01/05/2022 - 28/07/2022
Joey O’Gorman’s multi-media practice explores different ways of understanding ecology, both in terms of conceptual forms and felt reality. Multiple media – text, drawing, sculpture, audio, video and installation – and a range of descriptive, reflexive and improvisational processes are deployed in order to interrogate how ecologies may be represented and experientially engaged with. His practice looks to reveal the experiences in which we are ecologically enmeshed, and calls for renewed understanding of how individuals, communities and power relations dynamically interrelate.
Looking to early twentieth-century Pragmatist philosophies, which decentre the human within a conflux of interconnecting processes, experience is taken as relationality between things and a means of orientation within an eco-spatial view. Personal experience is taken to transcend representational abstractions, providing a unique insight into the world’s relational nature. Agricultural practice is explored in order to locate human experience within a broader ecological ground of interactions between organisms, energy and matter flux, and the organic circuits of social fields. These relations are traced and reimagined, expressed in abstracted forms, and appended to scientific data and the performance of lived experience. This ongoing enquiry ask questions about the obscured relationships which connect everyday lives to environmental degradation and the systems of power that resist transformative, eco-social change.

For the Platform Arts graduate award studio residency materials were gathered and sculptures developed to populate an installation for exhibition. Found and made objects, wall drawings, an architectural structure, furniture, a cassette player, a library of popular culture books and academic texts, flyers, and Borax on glass were used as a means to consider how people extend into and co-create the word.

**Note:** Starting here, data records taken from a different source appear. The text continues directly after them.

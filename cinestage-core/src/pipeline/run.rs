// ============================================================================
// cinestage-core/src/pipeline/run.rs
// ============================================================================
//
// RUN RECORD: Stage Results and the Append-Only PipelineRun
//
// The coordinator owns exactly one `PipelineRun`. Stage results are only
// ever appended, in execution order, and once the run reaches DONE or FAILED
// every mutator returns `InvalidState`.

use super::state::PipelineState;
use crate::decision::DecisionRecord;
use crate::error::{CoreError, CoreResult};
use crate::media::MediaArtifact;

use chrono::{DateTime, Local};
use serde::Serialize;
use serde_json::Value;
use std::error::Error as _;
use std::path::{Path, PathBuf};

// ============================================================================
// STAGE RESULT
// ============================================================================

#[derive(Debug, Clone, Copy, PartialEq, Eq, Serialize)]
#[serde(rename_all = "snake_case")]
pub enum StageStatus {
    Completed,
    Skipped,
    Failed,
    /// Advisory stage that finished with partial results.
    Degraded,
}

/// Outcome of one stage, as recorded in the run report.
#[derive(Debug, Clone, PartialEq, Serialize)]
pub struct StageResult {
    pub stage_name: String,
    pub executed: bool,
    pub status: StageStatus,
    #[serde(skip_serializing_if = "Option::is_none")]
    pub skip_reason: Option<String>,
    /// Artifact that is current after this stage; the input when skipped.
    pub output_artifact: PathBuf,
    pub metadata: Value,
    #[serde(skip_serializing_if = "Option::is_none")]
    pub error: Option<String>,
}

impl StageResult {
    pub fn completed(stage: &str, output: &Path, metadata: Value) -> Self {
        Self {
            stage_name: stage.to_string(),
            executed: true,
            status: StageStatus::Completed,
            skip_reason: None,
            output_artifact: output.to_path_buf(),
            metadata,
            error: None,
        }
    }

    /// A stage that did not run; `forwarded` is the unchanged current artifact.
    pub fn skipped(stage: &str, reason: impl Into<String>, forwarded: &Path) -> Self {
        Self {
            stage_name: stage.to_string(),
            executed: false,
            status: StageStatus::Skipped,
            skip_reason: Some(reason.into()),
            output_artifact: forwarded.to_path_buf(),
            metadata: Value::Null,
            error: None,
        }
    }

    pub fn failed(stage: &str, error: &CoreError, forwarded: &Path) -> Self {
        Self {
            stage_name: stage.to_string(),
            executed: true,
            status: StageStatus::Failed,
            skip_reason: None,
            output_artifact: forwarded.to_path_buf(),
            metadata: Value::Null,
            error: Some(error.to_string()),
        }
    }

    pub fn degraded(stage: &str, output: &Path, metadata: Value, error: impl Into<String>) -> Self {
        Self {
            stage_name: stage.to_string(),
            executed: true,
            status: StageStatus::Degraded,
            skip_reason: None,
            output_artifact: output.to_path_buf(),
            metadata,
            error: Some(error.into()),
        }
    }
}

// ============================================================================
// FAILURE TRACE
// ============================================================================

/// Why the run failed: the stage, the error kind and its source chain.
#[derive(Debug, Clone, PartialEq, Serialize)]
pub struct FailureTrace {
    pub stage: String,
    pub kind: String,
    pub message: String,
    /// `Display` of every error in the source chain, outermost first.
    pub chain: Vec<String>,
}

impl FailureTrace {
    pub fn from_error(error: &CoreError) -> Self {
        let (stage, root) = match error {
            CoreError::PartialPipelineFailure { stage, source } => (stage.clone(), source.as_ref()),
            other => ("pipeline".to_string(), other),
        };
        let mut chain = vec![error.to_string()];
        let mut next = error.source();
        while let Some(cause) = next {
            chain.push(cause.to_string());
            next = cause.source();
        }
        Self {
            stage,
            kind: root.kind().to_string(),
            message: root.to_string(),
            chain,
        }
    }
}

// ============================================================================
// PIPELINE RUN
// ============================================================================

/// Append-only record of one run.
#[derive(Debug, Clone)]
pub struct PipelineRun {
    run_id: String,
    original: MediaArtifact,
    state: PipelineState,
    stages: Vec<StageResult>,
    final_artifact: MediaArtifact,
    decision_record: Option<DecisionRecord>,
    start_time: DateTime<Local>,
    end_time: Option<DateTime<Local>>,
    final_report_path: Option<PathBuf>,
    delivery_video: Option<PathBuf>,
    failure: Option<FailureTrace>,
}

impl PipelineRun {
    pub fn new(run_id: &str, original: MediaArtifact, start_time: DateTime<Local>) -> Self {
        Self {
            run_id: run_id.to_string(),
            final_artifact: original.clone(),
            original,
            state: PipelineState::Init,
            stages: Vec::new(),
            decision_record: None,
            start_time,
            end_time: None,
            final_report_path: None,
            delivery_video: None,
            failure: None,
        }
    }

    fn ensure_open(&self) -> CoreResult<()> {
        if self.state.is_terminal() {
            return Err(CoreError::InvalidState(format!(
                "run {} is already {}",
                self.run_id, self.state
            )));
        }
        Ok(())
    }

    /// Moves to `to`, rejecting transitions the state machine does not allow.
    pub fn advance(&mut self, to: PipelineState) -> CoreResult<()> {
        if !self.state.can_transition_to(to) {
            return Err(CoreError::InvalidState(format!(
                "cannot move run {} from {} to {}",
                self.run_id, self.state, to
            )));
        }
        self.state = to;
        Ok(())
    }

    /// Appends a stage result. Each stage may be recorded once.
    pub fn record(&mut self, result: StageResult) -> CoreResult<()> {
        self.ensure_open()?;
        if self.stage(&result.stage_name).is_some() {
            return Err(CoreError::InvalidState(format!(
                "stage '{}' already recorded for run {}",
                result.stage_name, self.run_id
            )));
        }
        self.stages.push(result);
        Ok(())
    }

    pub fn set_decision_record(&mut self, record: DecisionRecord) -> CoreResult<()> {
        self.ensure_open()?;
        self.decision_record = Some(record);
        Ok(())
    }

    /// Replaces the current artifact with the output of a completed stage.
    pub fn set_final_artifact(&mut self, artifact: MediaArtifact) -> CoreResult<()> {
        self.ensure_open()?;
        self.final_artifact = artifact;
        Ok(())
    }

    pub fn set_final_report(&mut self, report_path: PathBuf, delivery_video: PathBuf) -> CoreResult<()> {
        self.ensure_open()?;
        self.final_report_path = Some(report_path);
        self.delivery_video = Some(delivery_video);
        Ok(())
    }

    /// Seals the run: DONE without a failure, FAILED with one.
    pub fn finish(&mut self, end_time: DateTime<Local>, failure: Option<FailureTrace>) -> CoreResult<()> {
        let terminal = if failure.is_some() {
            PipelineState::Failed
        } else {
            PipelineState::Done
        };
        if terminal == PipelineState::Done && self.state != PipelineState::Report {
            return Err(CoreError::InvalidState(format!(
                "run {} cannot complete from {}",
                self.run_id, self.state
            )));
        }
        self.advance(terminal)?;
        self.end_time = Some(end_time);
        self.failure = failure;
        Ok(())
    }

    pub fn run_id(&self) -> &str {
        &self.run_id
    }

    pub fn original(&self) -> &MediaArtifact {
        &self.original
    }

    pub fn state(&self) -> PipelineState {
        self.state
    }

    pub fn is_terminal(&self) -> bool {
        self.state.is_terminal()
    }

    pub fn succeeded(&self) -> bool {
        self.state == PipelineState::Done
    }

    pub fn stages(&self) -> &[StageResult] {
        &self.stages
    }

    pub fn stage(&self, name: &str) -> Option<&StageResult> {
        self.stages.iter().find(|s| s.stage_name == name)
    }

    pub fn final_artifact(&self) -> &MediaArtifact {
        &self.final_artifact
    }

    pub fn decision_record(&self) -> Option<&DecisionRecord> {
        self.decision_record.as_ref()
    }

    pub fn start_time(&self) -> DateTime<Local> {
        self.start_time
    }

    pub fn end_time(&self) -> Option<DateTime<Local>> {
        self.end_time
    }

    pub fn final_report_path(&self) -> Option<&Path> {
        self.final_report_path.as_deref()
    }

    pub fn delivery_video(&self) -> Option<&Path> {
        self.delivery_video.as_deref()
    }

    pub fn failure(&self) -> Option<&FailureTrace> {
        self.failure.as_ref()
    }

    /// Wall-clock duration, once the run has finished.
    pub fn duration_secs(&self) -> Option<f64> {
        self.end_time
            .map(|end| (end - self.start_time).num_milliseconds() as f64 / 1000.0)
    }
}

The Lorenz attractor is an iconic mathematical model which demonstrates key elements of chaotic behaviour. Three two-dimensional projections of this three-dimensional form were drawn onto the floor and two walls. A wall text explored how attractors like this could be read as a ‘hyperobject,’ as described by the theorist Timothy Morton.

Ink drawings and text trace the rhythms and transformations of complex, evolutionary systems.
Joey O’Gorman
Joey O’Gorman was a molecular biology postdoctoral researcher at Oxford University before moving to London in 2012 to focus on his art practice. There, as a Research Associate of Central Saint Martins’ new MA Art and Science programme, he explored the history and philosophy of science, collaborating with museums to develop experimental workshops. In 2015, he moved to Belfast where he undertook an MFA in Fine Art at the Belfast School of Art, and worked as a Co-Director of Catalyst Arts. He won graduate awards from Artist Moving Image Northern Ireland (AMINI), the Digital Arts Studio (DAS) and Platform Arts. In 2019, he won DfE funding for an art practice-based PhD at the Belfast School of Art, under the supervision of Dan Shipsides and Aisling O’Beirn, researching ecology from a spatial perspective.